*Goal of the exercise*:
Scan the lines below and report each one containing "which" by copying it.

*Working data*:

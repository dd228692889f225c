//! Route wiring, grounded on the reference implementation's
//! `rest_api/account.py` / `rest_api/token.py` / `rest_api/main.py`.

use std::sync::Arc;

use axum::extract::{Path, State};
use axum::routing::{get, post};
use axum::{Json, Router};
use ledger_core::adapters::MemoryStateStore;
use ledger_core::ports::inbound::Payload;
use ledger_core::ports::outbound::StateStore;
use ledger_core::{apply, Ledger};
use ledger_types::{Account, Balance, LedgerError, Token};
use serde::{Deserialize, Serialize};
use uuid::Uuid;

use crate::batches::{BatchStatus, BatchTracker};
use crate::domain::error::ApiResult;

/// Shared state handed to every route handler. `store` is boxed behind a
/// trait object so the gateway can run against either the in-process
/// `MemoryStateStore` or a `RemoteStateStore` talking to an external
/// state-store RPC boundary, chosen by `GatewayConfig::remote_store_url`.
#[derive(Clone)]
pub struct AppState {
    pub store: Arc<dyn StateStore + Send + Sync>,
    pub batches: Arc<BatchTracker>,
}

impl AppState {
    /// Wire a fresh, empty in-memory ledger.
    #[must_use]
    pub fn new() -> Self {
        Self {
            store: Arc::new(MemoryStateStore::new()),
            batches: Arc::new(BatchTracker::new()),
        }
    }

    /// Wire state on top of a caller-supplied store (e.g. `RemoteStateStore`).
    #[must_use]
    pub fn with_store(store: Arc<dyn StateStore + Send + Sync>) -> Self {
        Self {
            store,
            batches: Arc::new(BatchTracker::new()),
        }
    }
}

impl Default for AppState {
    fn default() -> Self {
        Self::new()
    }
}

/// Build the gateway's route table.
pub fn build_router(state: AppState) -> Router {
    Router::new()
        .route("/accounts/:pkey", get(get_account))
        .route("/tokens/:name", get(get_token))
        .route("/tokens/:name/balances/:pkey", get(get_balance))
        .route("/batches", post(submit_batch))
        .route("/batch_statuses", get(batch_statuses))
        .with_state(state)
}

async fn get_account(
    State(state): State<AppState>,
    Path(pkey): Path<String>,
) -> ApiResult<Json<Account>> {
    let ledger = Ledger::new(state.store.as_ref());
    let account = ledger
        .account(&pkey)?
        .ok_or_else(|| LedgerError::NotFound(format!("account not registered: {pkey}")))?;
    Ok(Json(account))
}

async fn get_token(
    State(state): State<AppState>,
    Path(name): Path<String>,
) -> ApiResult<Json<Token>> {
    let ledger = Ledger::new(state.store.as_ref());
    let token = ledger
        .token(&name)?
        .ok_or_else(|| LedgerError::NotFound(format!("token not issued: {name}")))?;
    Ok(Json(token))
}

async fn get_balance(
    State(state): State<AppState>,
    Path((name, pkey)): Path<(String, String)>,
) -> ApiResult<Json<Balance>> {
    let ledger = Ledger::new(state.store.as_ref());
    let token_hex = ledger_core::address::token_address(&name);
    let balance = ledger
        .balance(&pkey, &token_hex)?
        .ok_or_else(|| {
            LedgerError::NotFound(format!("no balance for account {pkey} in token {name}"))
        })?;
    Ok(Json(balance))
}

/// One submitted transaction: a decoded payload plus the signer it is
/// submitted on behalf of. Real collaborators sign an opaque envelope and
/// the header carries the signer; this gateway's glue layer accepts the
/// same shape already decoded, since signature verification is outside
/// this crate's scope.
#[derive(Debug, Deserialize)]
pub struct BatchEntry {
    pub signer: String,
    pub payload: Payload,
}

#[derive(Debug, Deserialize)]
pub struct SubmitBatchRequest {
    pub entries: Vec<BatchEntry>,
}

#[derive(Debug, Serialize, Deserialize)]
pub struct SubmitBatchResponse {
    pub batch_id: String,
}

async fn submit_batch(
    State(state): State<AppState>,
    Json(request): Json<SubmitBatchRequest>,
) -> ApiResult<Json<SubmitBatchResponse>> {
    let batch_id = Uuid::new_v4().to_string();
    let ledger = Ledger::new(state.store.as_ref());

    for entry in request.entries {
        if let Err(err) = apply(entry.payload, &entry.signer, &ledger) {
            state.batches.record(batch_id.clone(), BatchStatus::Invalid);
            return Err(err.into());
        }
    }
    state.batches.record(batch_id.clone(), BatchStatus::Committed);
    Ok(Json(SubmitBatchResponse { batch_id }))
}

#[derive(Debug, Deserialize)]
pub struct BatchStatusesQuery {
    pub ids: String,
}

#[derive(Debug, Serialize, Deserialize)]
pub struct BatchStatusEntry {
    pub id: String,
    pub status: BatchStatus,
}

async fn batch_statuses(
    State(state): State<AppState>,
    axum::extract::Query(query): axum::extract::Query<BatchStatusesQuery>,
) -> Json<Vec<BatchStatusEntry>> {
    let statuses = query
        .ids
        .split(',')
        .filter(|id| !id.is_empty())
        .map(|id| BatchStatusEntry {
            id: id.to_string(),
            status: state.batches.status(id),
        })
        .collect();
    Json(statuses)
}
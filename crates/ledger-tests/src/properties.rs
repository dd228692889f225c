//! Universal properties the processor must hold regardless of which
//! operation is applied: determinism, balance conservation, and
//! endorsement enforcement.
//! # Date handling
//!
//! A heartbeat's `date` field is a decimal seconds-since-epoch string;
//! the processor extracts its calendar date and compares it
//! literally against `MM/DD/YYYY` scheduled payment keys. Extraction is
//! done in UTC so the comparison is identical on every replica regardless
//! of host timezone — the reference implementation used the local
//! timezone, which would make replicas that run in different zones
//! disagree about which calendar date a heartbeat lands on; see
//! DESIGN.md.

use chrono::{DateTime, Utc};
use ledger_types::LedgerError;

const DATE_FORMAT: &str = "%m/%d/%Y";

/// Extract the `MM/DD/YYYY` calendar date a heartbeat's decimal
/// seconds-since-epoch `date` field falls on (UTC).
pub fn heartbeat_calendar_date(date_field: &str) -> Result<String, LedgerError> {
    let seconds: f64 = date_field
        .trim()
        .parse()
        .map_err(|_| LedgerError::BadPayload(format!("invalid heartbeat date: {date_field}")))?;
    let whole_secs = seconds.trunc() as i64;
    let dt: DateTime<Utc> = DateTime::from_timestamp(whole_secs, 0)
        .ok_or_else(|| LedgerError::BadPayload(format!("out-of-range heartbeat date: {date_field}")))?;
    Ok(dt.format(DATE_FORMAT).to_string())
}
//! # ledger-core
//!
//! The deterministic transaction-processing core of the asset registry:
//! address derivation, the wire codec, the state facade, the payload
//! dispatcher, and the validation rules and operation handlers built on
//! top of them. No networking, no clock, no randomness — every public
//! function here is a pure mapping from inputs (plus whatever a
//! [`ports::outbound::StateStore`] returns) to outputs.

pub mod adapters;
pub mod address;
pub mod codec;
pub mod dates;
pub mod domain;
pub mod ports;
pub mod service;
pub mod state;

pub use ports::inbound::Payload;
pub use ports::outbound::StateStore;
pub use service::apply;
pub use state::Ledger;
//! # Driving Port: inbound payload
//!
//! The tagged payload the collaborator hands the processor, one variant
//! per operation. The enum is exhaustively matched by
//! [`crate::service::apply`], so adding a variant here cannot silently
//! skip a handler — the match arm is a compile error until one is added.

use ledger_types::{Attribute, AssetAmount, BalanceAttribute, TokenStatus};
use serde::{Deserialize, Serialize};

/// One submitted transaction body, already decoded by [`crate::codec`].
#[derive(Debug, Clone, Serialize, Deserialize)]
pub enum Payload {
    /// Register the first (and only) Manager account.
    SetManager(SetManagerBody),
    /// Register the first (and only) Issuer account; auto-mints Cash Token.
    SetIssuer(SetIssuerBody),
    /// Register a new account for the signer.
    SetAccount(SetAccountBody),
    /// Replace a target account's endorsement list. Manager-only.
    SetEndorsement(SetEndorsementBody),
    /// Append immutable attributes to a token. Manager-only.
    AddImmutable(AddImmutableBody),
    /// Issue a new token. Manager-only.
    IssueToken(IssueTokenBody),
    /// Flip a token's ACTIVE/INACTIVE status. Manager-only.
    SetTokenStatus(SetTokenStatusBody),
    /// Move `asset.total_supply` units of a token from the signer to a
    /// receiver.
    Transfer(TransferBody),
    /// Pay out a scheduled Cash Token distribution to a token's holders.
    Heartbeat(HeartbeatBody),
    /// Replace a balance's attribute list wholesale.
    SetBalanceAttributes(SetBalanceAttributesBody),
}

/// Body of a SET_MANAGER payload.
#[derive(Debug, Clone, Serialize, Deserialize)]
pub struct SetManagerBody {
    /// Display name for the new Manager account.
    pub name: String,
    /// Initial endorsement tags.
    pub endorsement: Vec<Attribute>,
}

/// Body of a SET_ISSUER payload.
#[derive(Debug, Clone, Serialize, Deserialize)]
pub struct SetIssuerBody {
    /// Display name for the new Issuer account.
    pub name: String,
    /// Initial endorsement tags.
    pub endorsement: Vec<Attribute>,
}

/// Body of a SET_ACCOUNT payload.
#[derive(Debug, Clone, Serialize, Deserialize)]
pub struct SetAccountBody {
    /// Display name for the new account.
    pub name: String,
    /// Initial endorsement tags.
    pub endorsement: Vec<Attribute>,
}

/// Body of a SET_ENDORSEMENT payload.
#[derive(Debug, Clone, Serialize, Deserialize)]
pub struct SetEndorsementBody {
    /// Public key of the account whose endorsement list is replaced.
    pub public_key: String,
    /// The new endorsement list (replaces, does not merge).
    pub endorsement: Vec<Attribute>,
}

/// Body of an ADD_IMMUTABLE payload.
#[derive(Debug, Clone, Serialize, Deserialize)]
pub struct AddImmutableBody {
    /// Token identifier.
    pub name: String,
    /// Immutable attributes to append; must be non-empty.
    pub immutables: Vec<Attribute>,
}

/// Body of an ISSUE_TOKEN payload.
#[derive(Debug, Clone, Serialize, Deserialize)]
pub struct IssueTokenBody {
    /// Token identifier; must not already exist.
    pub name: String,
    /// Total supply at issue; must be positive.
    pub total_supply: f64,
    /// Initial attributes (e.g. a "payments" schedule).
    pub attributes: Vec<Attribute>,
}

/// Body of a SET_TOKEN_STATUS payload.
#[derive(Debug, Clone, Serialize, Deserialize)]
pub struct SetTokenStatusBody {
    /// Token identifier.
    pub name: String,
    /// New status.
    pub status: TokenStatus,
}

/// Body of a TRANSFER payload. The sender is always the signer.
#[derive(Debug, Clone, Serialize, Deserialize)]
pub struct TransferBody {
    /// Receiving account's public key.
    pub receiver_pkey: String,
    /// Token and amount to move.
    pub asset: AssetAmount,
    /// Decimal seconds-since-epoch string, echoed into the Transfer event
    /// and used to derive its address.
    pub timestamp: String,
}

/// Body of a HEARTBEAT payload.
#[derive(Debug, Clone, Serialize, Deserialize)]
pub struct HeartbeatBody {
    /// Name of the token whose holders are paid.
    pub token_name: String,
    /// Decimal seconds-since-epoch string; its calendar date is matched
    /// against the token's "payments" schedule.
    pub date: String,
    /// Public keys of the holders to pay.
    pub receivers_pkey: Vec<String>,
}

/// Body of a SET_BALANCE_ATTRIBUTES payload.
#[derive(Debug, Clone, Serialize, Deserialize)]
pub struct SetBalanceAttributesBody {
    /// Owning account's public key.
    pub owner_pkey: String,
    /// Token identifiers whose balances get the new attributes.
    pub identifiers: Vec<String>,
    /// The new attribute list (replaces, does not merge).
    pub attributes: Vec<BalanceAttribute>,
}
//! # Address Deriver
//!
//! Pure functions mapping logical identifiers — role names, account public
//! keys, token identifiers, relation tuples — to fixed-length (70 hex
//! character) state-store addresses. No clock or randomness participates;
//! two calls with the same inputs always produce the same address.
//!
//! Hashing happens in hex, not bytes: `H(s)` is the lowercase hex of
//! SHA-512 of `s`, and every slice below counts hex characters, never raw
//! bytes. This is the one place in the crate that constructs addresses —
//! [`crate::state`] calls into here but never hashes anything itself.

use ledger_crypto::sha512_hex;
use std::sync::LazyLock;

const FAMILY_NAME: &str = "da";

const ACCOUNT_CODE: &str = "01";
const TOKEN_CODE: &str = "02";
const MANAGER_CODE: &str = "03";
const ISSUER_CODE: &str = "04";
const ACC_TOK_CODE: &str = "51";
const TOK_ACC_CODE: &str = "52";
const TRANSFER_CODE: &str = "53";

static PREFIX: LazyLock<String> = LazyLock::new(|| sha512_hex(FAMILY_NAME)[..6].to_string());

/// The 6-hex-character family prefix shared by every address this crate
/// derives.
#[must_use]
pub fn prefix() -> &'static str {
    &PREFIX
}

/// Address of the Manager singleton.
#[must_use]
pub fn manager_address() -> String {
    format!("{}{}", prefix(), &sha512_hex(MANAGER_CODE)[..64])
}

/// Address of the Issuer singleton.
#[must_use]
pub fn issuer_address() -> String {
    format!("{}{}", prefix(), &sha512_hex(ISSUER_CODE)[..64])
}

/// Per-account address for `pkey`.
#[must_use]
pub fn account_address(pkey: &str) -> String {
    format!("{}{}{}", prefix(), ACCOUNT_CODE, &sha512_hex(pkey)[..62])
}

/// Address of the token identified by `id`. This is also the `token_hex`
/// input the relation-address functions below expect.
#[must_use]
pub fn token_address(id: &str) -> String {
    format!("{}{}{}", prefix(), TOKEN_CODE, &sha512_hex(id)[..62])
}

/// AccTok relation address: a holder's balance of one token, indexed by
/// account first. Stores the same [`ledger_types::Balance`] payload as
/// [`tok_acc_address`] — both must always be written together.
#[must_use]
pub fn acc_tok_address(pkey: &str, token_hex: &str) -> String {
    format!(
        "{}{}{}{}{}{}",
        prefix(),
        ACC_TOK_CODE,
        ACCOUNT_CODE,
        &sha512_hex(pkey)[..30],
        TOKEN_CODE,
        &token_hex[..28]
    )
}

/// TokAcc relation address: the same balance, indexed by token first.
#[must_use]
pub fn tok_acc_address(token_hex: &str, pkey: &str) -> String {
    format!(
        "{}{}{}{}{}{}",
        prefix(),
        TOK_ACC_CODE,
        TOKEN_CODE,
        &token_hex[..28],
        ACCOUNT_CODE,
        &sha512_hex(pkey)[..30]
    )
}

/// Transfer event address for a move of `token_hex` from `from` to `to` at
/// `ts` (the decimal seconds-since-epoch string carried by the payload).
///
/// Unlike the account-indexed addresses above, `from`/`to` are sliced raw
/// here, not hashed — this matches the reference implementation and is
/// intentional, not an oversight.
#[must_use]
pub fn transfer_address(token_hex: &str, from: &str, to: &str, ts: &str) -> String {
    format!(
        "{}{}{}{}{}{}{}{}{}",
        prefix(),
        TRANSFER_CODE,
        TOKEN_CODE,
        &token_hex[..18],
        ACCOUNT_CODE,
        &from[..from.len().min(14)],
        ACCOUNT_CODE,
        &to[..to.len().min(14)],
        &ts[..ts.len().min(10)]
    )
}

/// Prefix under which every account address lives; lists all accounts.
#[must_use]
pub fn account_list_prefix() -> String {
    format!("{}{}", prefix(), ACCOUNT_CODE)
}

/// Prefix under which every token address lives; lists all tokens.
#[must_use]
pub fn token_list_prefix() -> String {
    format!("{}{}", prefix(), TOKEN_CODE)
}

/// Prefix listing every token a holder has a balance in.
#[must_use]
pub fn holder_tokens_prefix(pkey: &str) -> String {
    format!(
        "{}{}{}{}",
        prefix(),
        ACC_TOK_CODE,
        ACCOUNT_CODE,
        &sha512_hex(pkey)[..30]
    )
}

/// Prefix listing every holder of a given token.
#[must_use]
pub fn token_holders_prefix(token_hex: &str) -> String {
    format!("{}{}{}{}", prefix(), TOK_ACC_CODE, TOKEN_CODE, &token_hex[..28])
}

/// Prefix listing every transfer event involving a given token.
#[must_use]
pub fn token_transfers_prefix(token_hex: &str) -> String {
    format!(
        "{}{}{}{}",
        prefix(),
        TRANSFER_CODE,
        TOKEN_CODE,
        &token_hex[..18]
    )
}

*Written answer*:
//! Universal properties the processor must hold regardless of which
//! timezone, which would make replicas that run in different zones
//! disagree about which calendar date a heartbeat lands on; see
/// Prefix under which every account address lives; lists all accounts.
/// Prefix under which every token address lives; lists all tokens.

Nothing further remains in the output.